AIM OF THE TASK: Your output should contain every record, unchanged.

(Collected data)
::::

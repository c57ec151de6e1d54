//! # huddle-schema
//!
//! The dataset side of the pipeline: the [`DatasetLoader`] trait the
//! sandbox executes plans against, the [`LoaderRegistry`] that names them,
//! the read-only [`SchemaReference`] derived from the registry at startup,
//! and the tabular [`Table`] type loaders return.
//!
//! Loader internals are collaborators behind the trait. This crate ships
//! two seeded in-memory loaders so the rest of the workspace is testable
//! end to end; production deployments register their own.

pub mod loader;
pub mod reference;
pub mod registry;
pub mod sample;
pub mod table;

pub use loader::{DatasetLoader, LoaderError, LoaderParams, ParamSpec};
pub use reference::{LoaderSchema, SchemaReference};
pub use registry::LoaderRegistry;
pub use table::Table;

::::

YOUR SOLUTION:
repository c57ec151de6e1d54
//! # huddle-schema
//!
//! The dataset side of the pipeline: the [`DatasetLoader`] trait the
//! sandbox executes plans against, the [`LoaderRegistry`] that names them,
//! the read-only [`SchemaReference`] derived from the registry at startup,
//! and the tabular [`Table`] type loaders return.
//!
//! Loader internals are collaborators behind the trait. This crate ships
//! two seeded in-memory loaders so the rest of the workspace is testable
//! end to end; production deployments register their own.

pub mod loader;
pub mod reference;
pub mod registry;
pub mod sample;
pub mod table;

pub use loader::{DatasetLoader, LoaderError, LoaderParams, ParamSpec};
pub use reference::{LoaderSchema, SchemaReference};
pub use registry::LoaderRegistry;
pub use table::Table;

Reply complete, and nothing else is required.